Alfeo Faggi (1885-1966)

Two Nudes, c. 1930

Plaster

Collection of Jean Young

  

This comical nude of an unknown subject, surfaced at an antique shop on Route 212 outside the village of Woodstock, and originally was housed in the cement building on the artist’s property where he stored all his work in plaster.

Alfeo Faggi (1885-1966)

St. Francis of Assisi, 1915

Bronze

Chapel of St. Francis

Wheeling, Cook County, Illinois

Alfeo Faggi (1885-1966)

Statuette, n.d.

Plaster

Alfeo Faggi (1885-1966)

Acrobat, 1954

Polychromed plaster

 

Faggi’s favorite materials were plaster, bronze and terracotta. He adapted his style of carving to the subject matter at hand. He remarked that “the point is very, very simple. If the form needed is a stately point of view, I will carve it directly from that point of view. If it needs . . . more roundness I [might choose to] use . . . terra cotta.”[10] He rarely worked in stone, as he did not like the feeling of working in this material. He regarded stone as being “between your head and your brain.”(11] Faggi believed that “form . . . is like an empty bottle; it is form in its most intimate relation with a profound content that makes for great art – that and the liveliest visual imagination.”[12] Of his figures, the writer Stella Rubenstein wrote: “There is something so simple, so pure and so human about [them] that one feels at once relieved and hopeful.

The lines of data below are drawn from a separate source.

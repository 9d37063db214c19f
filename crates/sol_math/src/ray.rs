use crate::Vec3;

/// A ray in 3D space with an origin and a direction.
///
/// The direction is expected to be normalized by whoever builds the ray.
/// Intersection code relies on this and does not check it.
#[derive(Debug, Copy, Clone, PartialEq)]
pub struct Ray {
    pub origin: Vec3,
    pub direction: Vec3,
}

impl Ray {
    /// Create a new ray.
    #[inline]
    pub fn new(origin: Vec3, direction: Vec3) -> Self {
        Self { origin, direction }
    }

    /// Create a ray cast from the world origin (the camera eye).
    #[inline]
    pub fn from_eye(direction: Vec3) -> Self {
        Self::new(Vec3::ZERO, direction)
    }

    /// Get the point along the ray at parameter t.
    ///
    /// Returns: origin + t * direction
    #[inline]
    pub fn at(&self, t: f32) -> Vec3 {
        self.origin + self.direction * t
    }
}

impl Default for Ray {
    fn default() -> Self {
        Self::from_eye(Vec3::Z)
    }
}
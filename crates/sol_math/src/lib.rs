// Re-export glam for convenience
pub use glam::*;

// Sol math types
mod color;
mod interval;
mod ray;
mod vector;

pub use color::{Color, LinearColor};
pub use interval::Interval;
pub use ray::Ray;
pub use vector::Vector3Ext;

#[cfg(test)]
mod tests {
    use super::*;

    #[test]
    fn test_vec3_operations() {
        let a = Vec3::new(1.0, 2.0, 3.0);
        let b = Vec3::new(4.0, 5.0, 6.0);
        assert_eq!(a + b, Vec3::new(5.0, 7.0, 9.0));
        assert_eq!(b - a, Vec3::splat(3.0));
        assert_eq!(-a, Vec3::new(-1.0, -2.0, -3.0));
        assert_eq!(a * 2.0, Vec3::new(2.0, 4.0, 6.0));
        assert_eq!(b / 2.0, Vec3::new(2.0, 2.5, 3.0));
        assert_eq!(a.dot(b), 32.0);
    }
}
//! Intersection contract shared by all primitives.

use crate::{Material, Plane, Sphere};
use serde::{Deserialize, Serialize};
use sol_math::{Interval, Ray, Vec3};

/// Minimum admissible hit distance.
///
/// Rejects self-intersections and hits behind the ray origin.
pub const EPSILON: f32 = 1e-4;

/// Record of a ray-object intersection.
#[derive(Debug, Clone, Copy, PartialEq)]
pub struct HitRecord {
    /// Distance along the ray to the intersection
    pub distance: f32,
    /// Point of intersection
    pub point: Vec3,
    /// Surface normal at the intersection
    pub normal: Vec3,
}

impl Default for HitRecord {
    fn default() -> Self {
        Self {
            distance: f32::INFINITY,
            point: Vec3::ZERO,
            normal: Vec3::ZERO,
        }
    }
}

/// Anything a ray can be tested against.
///
/// Directions are assumed to be normalized; implementations do not check.
pub trait Hittable {
    /// Nearest intersection whose distance lies in `range`, if any.
    fn hit(&self, ray: &Ray, range: Interval) -> Option<HitRecord>;
}

/// The closed set of scene primitives.
///
/// Dispatch is a single `match` per ray rather than a trait object, so a
/// scene is a flat `&[Primitive]` that every render worker can share.
#[derive(Debug, Clone, PartialEq, Serialize, Deserialize)]
#[serde(tag = "type", rename_all = "snake_case")]
pub enum Primitive {
    Sphere(Sphere),
    Plane(Plane),
}

impl Primitive {
    /// Test the ray against this primitive using the default range `[EPSILON, inf)`.
    #[inline]
    pub fn intersects(&self, ray: &Ray) -> Option<HitRecord> {
        self.intersects_within(ray, Interval::from_min(EPSILON))
    }

    /// Test the ray against this primitive within a custom range.
    #[inline]
    pub fn intersects_within(&self, ray: &Ray, range: Interval) -> Option<HitRecord> {
        match self {
            Primitive::Sphere(sphere) => sphere.hit(ray, range),
            Primitive::Plane(plane) => plane.hit(ray, range),
        }
    }

    #[inline]
    pub fn material(&self) -> &Material {
        match self {
            Primitive::Sphere(sphere) => sphere.material(),
            Primitive::Plane(plane) => plane.material(),
        }
    }

    #[inline]
    pub fn center(&self) -> Vec3 {
        match self {
            Primitive::Sphere(sphere) => sphere.center(),
            Primitive::Plane(plane) => plane.center(),
        }
    }
}

impl From<Sphere> for Primitive {
    fn from(sphere: Sphere) -> Self {
        Primitive::Sphere(sphere)
    }
}

impl From<Plane> for Primitive {
    fn from(plane: Plane) -> Self {
        Primitive::Plane(plane)
    }
}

In some there is a flowerlike quality, in others there is a purity of line and form . . . .”[13]

Alfeo Faggi (1885-1966)

Two Cats, 1937

Watercolor

Alfeo Faggi (1885-1966)

Seated Nude, n.d.

Graphite and crayon

Alfeo Faggi (1885-1966)

Back to Rolling Earth, 1948

Pencil and watercolor

 

Faggi created drawings in a variety of media, including graphite, colored pencil, chalk, crayon and ink. He also worked in watercolor. Faggi often relied solely on contour lines to indicate volume and convey an impression of the third dimension. His early drawings indicate his strong discipline and advanced knowledge of human anatomy. Faggi’s later drawings are often created in a lighter vein.

 

[1] Anita M. Smith, Woodstock History and Hearsay (Woodstock, New York: WoodstockArts, 2006), p. 191. Originally published in 1959.

[2] Dorothy Seckler,”Oral History Interview with Sculptor Alfeo Faggi,” August 1, 1963, (p. 4), Archives of American Art, n.p. A copy of the interview can be found at https://www.aaa.si.edu/collections/interviews/oral-history-interview-alfeo-faggi-13333.

[3] Sylvia Day, "Alfeo Faggi,” The Woodstock Week, July 29, 1965, p. 13.

[4] Smith, p. 191.

[5] David Carlson is quoted in “Alfeo Faggi (1885-1966),” a short typed entry on the sculptor found in the Alfeo Faggi files in the Woodstock Artists Association Archives.

[6] Smith, p. 191.

[7] Bulliet is quoted in “Collected Notices,” in The Art of Alfeo Faggi (Carbondale, Illinois: Southern Illinois University, 1953), n.p.

[8] Wilhelm Benignus, Woodstock Stories, Poems and Essays, A Book of the Catskills for the People (New York: Rosswaag's Stuyvesant press, c. 1921), p. 12.

[9] Start Preston, “Faggi’s Religious Themes – Millman and Others,” The New York Times, January 3, 1954, p. 233.

 [10] Seckler, n.p.

[11] Ibid, n.p.

[12] Ibid. n.p.

[13]Stella Rubenstein, “Alfeo Faggi,” Art in America 9 (August 1921): 195.